Rebecca Dudovitz, M.D., a Clinical Scholar in the 2009 cohort at the University of California in Los Angeles, left her young son in February to join a two-week volunteer trip organized by International Medical Corps. A pediatrician by training, Dudovitz provided primary care health services out of a makeshift clinic to patients with problems ranging from diarrhea to malaria. “I felt there was a need to be filled,” she says. “If I have the capacity to fill that need then I have an obligation to go.”
And several Clinical Scholars from the 2008 cohort also traveled to Haiti last winter. These include Stanley Frencher, M.D., M.P.H., and Adam Richards, M.D., M.P.H.—who are both at the University of California in Los Angeles—and Aasim Padela, M.D., M.S., who is at the University of Michigan.

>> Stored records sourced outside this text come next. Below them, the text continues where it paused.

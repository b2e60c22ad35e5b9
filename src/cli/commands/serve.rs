//! Implementation of the `serve` command.

use anyhow::{anyhow, Result};
use clap::Args;
use std::path::Path;
use std::sync::Arc;
use tracing::{info, warn};

use crate::domain::ports::SystemClock;
use crate::infrastructure::config::ConfigLoader;
use crate::infrastructure::http::{AppState, HttpServer};
use crate::infrastructure::logging::{LogConfig, LoggerImpl};
use crate::infrastructure::setup::build_catalog;
use crate::services::{CacheWarmer, RefreshWindowPolicy};

#[derive(Args, Debug)]
pub struct ServeArgs {
    /// Override server.host
    #[arg(long)]
    pub host: Option<String>,

    /// Override server.port
    #[arg(long, short)]
    pub port: Option<u16>,
}

pub async fn execute(args: ServeArgs, config_path: Option<&Path>) -> Result<()> {
    let mut config = ConfigLoader::load_from(config_path)?;
    if let Some(host) = args.host {
        config.server.host = host;
    }
    if let Some(port) = args.port {
        config.server.port = port;
    }

    let _logger = LoggerImpl::init(&LogConfig::from(&config.logging))?;

    let catalog = Arc::new(build_catalog(&config)?);

    let warmer = config.server.warm_cache.then(|| {
        CacheWarmer::new(
            Arc::clone(&catalog),
            RefreshWindowPolicy::from(config.refresh),
            Arc::new(SystemClock),
            config.server.warm_limit,
        )
        .spawn()
    });

    let server = HttpServer::new(AppState::new(catalog), config.server.clone());
    let result = server
        .serve_with_shutdown(shutdown_signal())
        .await
        .map_err(|err| anyhow!("HTTP server failed: {err}"));

    if let Some(warmer) = warmer {
        warmer.abort();
    }
    result
}

async fn shutdown_signal() {
    match tokio::signal::ctrl_c().await {
        Ok(()) => info!("shutdown signal received"),
        Err(err) => warn!(error = %err, "failed to listen for shutdown signal"),
    }
}
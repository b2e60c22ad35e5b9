//! popular-repos-analyzer CLI entry point.

use clap::Parser;

use popular_repos_analyzer::cli::{commands, handle_error, Cli, Commands};

#[tokio::main]
async fn main() {
    let cli = Cli::parse();
    let config_path = cli.config.as_deref();

    let result = match cli.command {
        Commands::Serve(args) => commands::serve::execute(args, config_path).await,
        Commands::Fetch(args) => commands::fetch::execute(args, config_path, cli.json).await,
    };

    if let Err(err) = result {
        handle_error(err, cli.json);
    }
}
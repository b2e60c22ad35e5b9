use anyhow::{Context, Result};
use figment::providers::{Env, Format, Serialized, Yaml};
use figment::Figment;
use std::path::Path;
use thiserror::Error;

use crate::domain::models::Config;

/// Project configuration file.
pub const CONFIG_FILE: &str = "config/analyzer.yaml";

/// Optional local overrides, not meant to be committed.
pub const LOCAL_CONFIG_FILE: &str = "config/local.yaml";

/// Prefix of environment overrides; nesting uses `__`.
pub const ENV_PREFIX: &str = "ANALYZER_";

/// Bare environment variable holding the LLM API key.
pub const API_KEY_ENV: &str = "LLM_API_KEY";

/// Configuration error types
#[derive(Error, Debug)]
pub enum ConfigError {
    #[error("Invalid refresh hour: {0}. Must be between 0 and 23")]
    InvalidRefreshHour(u32),

    #[error("Invalid refresh buffer: {0} minutes. Must be between 0 and 59")]
    InvalidRefreshBuffer(u32),

    #[error("Invalid {0}: must be greater than 0")]
    ZeroTtl(&'static str),

    #[error("Invalid default_repo_limit: must be greater than 0")]
    ZeroRepoLimit,

    #[error("Invalid server.warm_limit: must be greater than 0")]
    ZeroWarmLimit,

    #[error("Invalid max_retries: {0}. Cannot be 0")]
    InvalidMaxRetries(u32),

    #[error("Invalid backoff_factor: {0}. Must be at least 1")]
    InvalidBackoffFactor(u32),

    #[error(
        "Invalid retry delays: initial_delay_ms ({0}) must not exceed max_delay_ms ({1})"
    )]
    InvalidDelays(u64, u64),

    #[error("{0} cannot be empty")]
    EmptyValue(&'static str),

    #[error("Invalid log level: {0}. Must be one of: trace, debug, info, warn, error")]
    InvalidLogLevel(String),

    #[error("Invalid log format: {0}. Must be one of: json, pretty")]
    InvalidLogFormat(String),

    #[error("Invalid log rotation: {0}. Must be one of: daily, hourly, never")]
    InvalidRotation(String),
}

/// Configuration loader with hierarchical merging
pub struct ConfigLoader;

impl ConfigLoader {
    /// Load configuration with hierarchical merging
    ///
    /// Precedence (lowest to highest):
    /// 1. Programmatic defaults
    /// 2. `config/analyzer.yaml`
    /// 3. `config/local.yaml`
    /// 4. `ANALYZER_*` environment variables
    /// 5. `LLM_API_KEY`
    pub fn load() -> Result<Config> {
        Self::load_from(None)
    }

    /// Load with `path` replacing the two project files when given.
    /// Environment overrides still apply.
    pub fn load_from(path: Option<&Path>) -> Result<Config> {
        let mut figment = Figment::new().merge(Serialized::defaults(Config::default()));

        figment = match path {
            Some(path) => figment.merge(Yaml::file(path)),
            None => figment
                .merge(Yaml::file(CONFIG_FILE))
                .merge(Yaml::file(LOCAL_CONFIG_FILE)),
        };

        let config: Config = figment
            .merge(Env::prefixed(ENV_PREFIX).split("__"))
            .merge(Env::raw().only(&[API_KEY_ENV]).map(|_| "llm.api_key".into()))
            .extract()
            .context("Failed to extract configuration from figment")?;

        Self::validate(&config)?;
        Ok(config)
    }

    /// Validate configuration after loading
    pub fn validate(config: &Config) -> Result<(), ConfigError> {
        if config.refresh.hour > 23 {
            return Err(ConfigError::InvalidRefreshHour(config.refresh.hour));
        }
        if config.refresh.buffer_minutes > 59 {
            return Err(ConfigError::InvalidRefreshBuffer(
                config.refresh.buffer_minutes,
            ));
        }

        if config.cache.analysis_ttl_secs == 0 {
            return Err(ConfigError::ZeroTtl("cache.analysis_ttl_secs"));
        }
        if config.cache.popular_repos_ttl_secs == 0 {
            return Err(ConfigError::ZeroTtl("cache.popular_repos_ttl_secs"));
        }
        if config.cache.popular_repos_key.trim().is_empty() {
            return Err(ConfigError::EmptyValue("cache.popular_repos_key"));
        }

        if config.default_repo_limit == 0 {
            return Err(ConfigError::ZeroRepoLimit);
        }
        if config.server.warm_limit == 0 {
            return Err(ConfigError::ZeroWarmLimit);
        }

        if config.retry.max_retries == 0 {
            return Err(ConfigError::InvalidMaxRetries(config.retry.max_retries));
        }
        if config.retry.backoff_factor < 1 {
            return Err(ConfigError::InvalidBackoffFactor(
                config.retry.backoff_factor,
            ));
        }
        if config.retry.initial_delay_ms > config.retry.max_delay_ms {
            return Err(ConfigError::InvalidDelays(
                config.retry.initial_delay_ms,
                config.retry.max_delay_ms,
            ));
        }

        if config.llm.api_endpoint.trim().is_empty() {
            return Err(ConfigError::EmptyValue("llm.api_endpoint"));
        }
        if config.llm.model.trim().is_empty() {
            return Err(ConfigError::EmptyValue("llm.model"));
        }
        if config.upstream.url.trim().is_empty() {
            return Err(ConfigError::EmptyValue("upstream.url"));
        }

        let valid_log_levels = ["trace", "debug", "info", "warn", "error"];
        if !valid_log_levels.contains(&config.logging.level.as_str()) {
            return Err(ConfigError::InvalidLogLevel(config.logging.level.clone()));
        }

        let valid_log_formats = ["json", "pretty"];
        if !valid_log_formats.contains(&config.logging.format.as_str()) {
            return Err(ConfigError::InvalidLogFormat(config.logging.format.clone()));
        }

        let valid_rotations = ["daily", "hourly", "never"];
        if !valid_rotations.contains(&config.logging.rotation.as_str()) {
            return Err(ConfigError::InvalidRotation(
                config.logging.rotation.clone(),
            ));
        }

        Ok(())
    }
}
//! HTTP surface for the repository catalog.
//!
//! `GET /` serves the enhanced popular-repository listing, `GET /health` a
//! liveness check. Client errors answer 400 with `{"error"}`, everything
//! else that goes wrong answers 500 with `{"success": false, "error"}`.

use axum::{
    extract::{Query, State},
    http::{header, Method, StatusCode},
    response::{IntoResponse, Json, Response},
    routing::get,
    Router,
};
use serde::Serialize;
use std::net::SocketAddr;
use std::sync::Arc;
use std::time::Duration;
use tokio::net::TcpListener;
use tower_http::cors::{Any, CorsLayer};
use tower_http::trace::TraceLayer;
use tracing::{error, info, warn};

use crate::domain::errors::CatalogError;
use crate::domain::models::ServerConfig;
use crate::services::CatalogService;

const CORS_MAX_AGE: Duration = Duration::from_secs(86_400);

/// Shared state for the HTTP handlers.
#[derive(Clone)]
pub struct AppState {
    pub catalog: Arc<CatalogService>,
}

impl AppState {
    pub const fn new(catalog: Arc<CatalogService>) -> Self {
        Self { catalog }
    }
}

#[derive(Debug, Serialize)]
struct ClientErrorResponse {
    error: String,
}

#[derive(Debug, Serialize)]
struct ServerErrorResponse {
    success: bool,
    error: String,
}

#[derive(Debug, Serialize)]
struct HealthResponse {
    status: &'static str,
}

/// Build the router with all endpoints.
pub fn build_router(state: AppState, enable_cors: bool) -> Router {
    let mut router = Router::new()
        .route("/", get(list_repositories))
        .route("/health", get(health_check))
        .with_state(state)
        .layer(TraceLayer::new_for_http());

    if enable_cors {
        router = router.layer(
            CorsLayer::new()
                .allow_origin(Any)
                .allow_methods([Method::GET, Method::OPTIONS])
                .allow_headers([header::CONTENT_TYPE, header::AUTHORIZATION])
                .max_age(CORS_MAX_AGE),
        );
    }

    router
}

/// Parse the raw `limit` query value. Absent or empty means "use the default".
fn parse_limit(raw: Option<&str>) -> Result<Option<usize>, CatalogError> {
    let Some(raw) = raw.map(str::trim).filter(|s| !s.is_empty()) else {
        return Ok(None);
    };

    match raw.parse::<i64>() {
        Ok(n) if n > 0 => usize::try_from(n)
            .map(Some)
            .map_err(|_| CatalogError::InvalidLimit),
        _ => Err(CatalogError::InvalidLimit),
    }
}

/// First `limit` value in the query string; later repeats are ignored.
fn limit_param(params: &[(String, String)]) -> Option<&str> {
    params
        .iter()
        .find(|(key, _)| key == "limit")
        .map(|(_, value)| value.as_str())
}

async fn list_repositories(
    State(state): State<AppState>,
    Query(params): Query<Vec<(String, String)>>,
) -> Response {
    let limit = limit_param(&params);
    let result = match parse_limit(limit) {
        Ok(limit) => state.catalog.list(limit).await,
        Err(err) => Err(err),
    };

    match result {
        Ok(catalog) => Json(catalog).into_response(),
        Err(err) if err.is_client_error() => {
            warn!(error = %err, limit = ?limit, "rejected repository listing request");
            (
                StatusCode::BAD_REQUEST,
                Json(ClientErrorResponse {
                    error: err.to_string(),
                }),
            )
                .into_response()
        }
        Err(err) => {
            error!(error = %err, "error processing repository listing request");
            (
                StatusCode::INTERNAL_SERVER_ERROR,
                Json(ServerErrorResponse {
                    success: false,
                    error: err.to_string(),
                }),
            )
                .into_response()
        }
    }
}

async fn health_check() -> Json<HealthResponse> {
    Json(HealthResponse { status: "ok" })
}

/// Catalog HTTP server.
pub struct HttpServer {
    state: AppState,
    config: ServerConfig,
}

impl HttpServer {
    pub const fn new(state: AppState, config: ServerConfig) -> Self {
        Self { state, config }
    }

    /// Serve until `shutdown` resolves.
    pub async fn serve_with_shutdown<F>(
        self,
        shutdown: F,
    ) -> Result<(), Box<dyn std::error::Error + Send + Sync>>
    where
        F: std::future::Future<Output = ()> + Send + 'static,
    {
        let addr: SocketAddr = format!("{}:{}", self.config.host, self.config.port).parse()?;
        let router = build_router(self.state, self.config.enable_cors);

        info!(%addr, "HTTP server listening");

        let listener = TcpListener::bind(addr).await?;
        axum::serve(listener, router)
            .with_graceful_shutdown(shutdown)
            .await?;

        info!("HTTP server stopped");
        Ok(())
    }
}
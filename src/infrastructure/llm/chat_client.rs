use async_trait::async_trait;
use reqwest::{Client as ReqwestClient, Response};
use serde::Deserialize;
use std::time::Duration;
use tracing::{debug, info, warn};

use crate::domain::errors::LlmError;
use crate::domain::models::LlmConfig;
use crate::domain::ports::{ChatProvider, ChatRequest};

#[derive(Debug, Deserialize)]
struct CompletionResponse {
    #[serde(default)]
    choices: Vec<Choice>,
}

#[derive(Debug, Deserialize)]
struct Choice {
    message: Option<ChoiceMessage>,
}

#[derive(Debug, Deserialize)]
struct ChoiceMessage {
    content: Option<String>,
}

/// OpenAI-compatible chat-completions client.
///
/// One `complete` call is one POST; retries are layered above it.
pub struct HttpChatProvider {
    http_client: ReqwestClient,
    endpoint: String,
}

impl HttpChatProvider {
    pub fn new(config: &LlmConfig) -> Result<Self, reqwest::Error> {
        info!(
            endpoint = %config.api_endpoint,
            model = %config.model,
            timeout_secs = config.timeout_secs,
            "initializing chat-completions client"
        );

        let http_client = ReqwestClient::builder()
            .pool_max_idle_per_host(10)
            .timeout(Duration::from_secs(config.timeout_secs))
            .tcp_nodelay(true)
            .build()?;

        Ok(Self {
            http_client,
            endpoint: config.api_endpoint.clone(),
        })
    }

    async fn handle_response(response: Response) -> Result<String, LlmError> {
        let status = response.status();
        debug!(%status, "chat-completions response");

        if !status.is_success() {
            let body = response.text().await.unwrap_or_default();
            let body = if body.trim().is_empty() {
                status.canonical_reason().unwrap_or("Unknown").to_string()
            } else {
                body
            };
            warn!(status = status.as_u16(), body = %body, "LLM API error");
            return Err(LlmError::Status {
                status: status.as_u16(),
                body,
            });
        }

        let completion: CompletionResponse = response
            .json()
            .await
            .map_err(|err| LlmError::MalformedResponse(err.to_string()))?;

        completion
            .choices
            .into_iter()
            .next()
            .and_then(|choice| choice.message)
            .and_then(|message| message.content)
            .ok_or_else(|| {
                LlmError::MalformedResponse("missing choices[0].message.content".to_string())
            })
    }
}

#[async_trait]
impl ChatProvider for HttpChatProvider {
    async fn complete(&self, request: &ChatRequest, api_key: &str) -> Result<String, LlmError> {
        debug!(endpoint = %self.endpoint, "POST chat completion");

        let response = self
            .http_client
            .post(&self.endpoint)
            .bearer_auth(api_key)
            .json(request)
            .send()
            .await
            .map_err(|err| LlmError::Transport(err.to_string()))?;

        Self::handle_response(response).await
    }
}
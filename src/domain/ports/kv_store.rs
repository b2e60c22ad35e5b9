use async_trait::async_trait;
use std::time::Duration;

use crate::domain::errors::CacheError;

/// Port for a key-value backend with per-entry expiration.
///
/// Implementations report their own failures; callers that need fail-soft
/// semantics go through [`crate::services::CacheStore`] instead of using
/// this trait directly.
#[async_trait]
pub trait KvStore: Send + Sync {
    /// Read a value, `Ok(None)` when absent or expired
    async fn get(&self, key: &str) -> Result<Option<String>, CacheError>;

    /// Write a value that expires after `ttl`
    async fn put(&self, key: &str, value: String, ttl: Duration) -> Result<(), CacheError>;

    /// Remove a value; removing a missing key is not an error
    async fn delete(&self, key: &str) -> Result<(), CacheError>;
}
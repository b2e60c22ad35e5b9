//! Key-value backends implementing [`crate::domain::ports::KvStore`].

mod memory_store;

pub use memory_store::MemoryKvStore;
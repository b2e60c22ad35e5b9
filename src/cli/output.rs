//! Output formatting utilities for the CLI.

use comfy_table::{presets, Cell, CellAlignment, ContentArrangement, Table};
use serde::Serialize;

pub trait CommandOutput: Serialize {
    fn to_human(&self) -> String;
    fn to_json(&self) -> serde_json::Value;
}

pub fn output<T: CommandOutput>(result: &T, json_mode: bool) {
    if json_mode {
        println!("{}", serde_json::to_string_pretty(&result.to_json()).unwrap_or_default());
    } else {
        println!("{}", result.to_human());
    }
}

/// Borderless table with upper-cased, left-aligned headers.
pub fn list_table(headers: &[&str]) -> Table {
    let mut table = Table::new();
    table
        .load_preset(presets::NOTHING)
        .set_content_arrangement(ContentArrangement::Dynamic)
        .set_header(
            headers
                .iter()
                .map(|h| Cell::new(h.to_uppercase()).set_alignment(CellAlignment::Left)),
        );
    table
}

/// Truncate to `max_chars` characters, appending "..." if truncated.
pub fn truncate(s: &str, max_chars: usize) -> String {
    if s.chars().count() <= max_chars {
        s.to_string()
    } else {
        let kept: String = s.chars().take(max_chars.saturating_sub(3)).collect();
        format!("{kept}...")
    }
}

Frencher spent the last week of January providing medical care to victims in a variety of settings. Richards spent the first week of March acting as an internist clinician. And Padela spent two weeks in February providing care on the U.S.N.S Comfort, the U.S. Navy’s floating medical treatment center.
“I’m a researcher, so I don’t get to spend as much time using my clinical skills,” Padela says. “This was an opportunity to directly make a benefit with my hands.”